TASK DESCRIPTION = Copy each entry below exactly.

DATA FOR THIS EXERCISE =
────────────────────

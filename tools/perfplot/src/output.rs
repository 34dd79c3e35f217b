//! Terminal output formatting for aggregate results.

use crate::aggregate::AggregateResult;

/// Print mean speedups as a formatted table, one row per test case.
pub fn print_aggregate_table(metrics: &[String], results: &[AggregateResult]) {
    if results.is_empty() {
        println!("  No aggregate results to display.");
        return;
    }

    let max_name = results
        .iter()
        .map(|r| r.test_case.len())
        .max()
        .unwrap_or(9)
        .max(9);
    let widths: Vec<usize> = metrics.iter().map(|m| m.len().max(10)).collect();

    println!();
    let mut header = format!("  {:<width$}", "Test case", width = max_name);
    let mut rule = format!("  {:-<width$}", "", width = max_name);
    for (metric, &w) in metrics.iter().zip(&widths) {
        header.push_str(&format!("  {metric:>w$}"));
        rule.push_str(&format!("  {:->w$}", ""));
    }
    println!("{header}");
    println!("{rule}");

    for result in results {
        let mut line = format!("  {:<width$}", result.test_case, width = max_name);
        for (pct, &w) in result.mean_pct.iter().zip(&widths) {
            line.push_str(&format!("  {:>w$}", format_pct(*pct)));
        }
        println!("{line}");
    }
    println!();
}

/// Format a percentage with a sign, e.g. `+12.50%` or `-3.10%`.
pub fn format_pct(pct: f64) -> String {
    format!("{pct:+.2}%")
}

────────────────────

OUTPUT =
filename tools/perfplot/src/output.rs
repository 34dd79c3e35f217b
//! Terminal output formatting for aggregate results.

use crate::aggregate::AggregateResult;

/// Print mean speedups as a formatted table, one row per test case.
pub fn print_aggregate_table(metrics: &[String], results: &[AggregateResult]) {
    if results.is_empty() {
        println!("  No aggregate results to display.");
        return;
    }

    let max_name = results
        .iter()
        .map(|r| r.test_case.len())
        .max()
        .unwrap_or(9)
        .max(9);
    let widths: Vec<usize> = metrics.iter().map(|m| m.len().max(10)).collect();

    println!();
    let mut header = format!("  {:<width$}", "Test case", width = max_name);
    let mut rule = format!("  {:-<width$}", "", width = max_name);
    for (metric, &w) in metrics.iter().zip(&widths) {
        header.push_str(&format!("  {metric:>w$}"));
        rule.push_str(&format!("  {:->w$}", ""));
    }
    println!("{header}");
    println!("{rule}");

    for result in results {
        let mut line = format!("  {:<width$}", result.test_case, width = max_name);
        for (pct, &w) in result.mean_pct.iter().zip(&widths) {
            line.push_str(&format!("  {:>w$}", format_pct(*pct)));
        }
        println!("{line}");
    }
    println!();
}

/// Format a percentage with a sign, e.g. `+12.50%` or `-3.10%`.
pub fn format_pct(pct: f64) -> String {
    format!("{pct:+.2}%")
}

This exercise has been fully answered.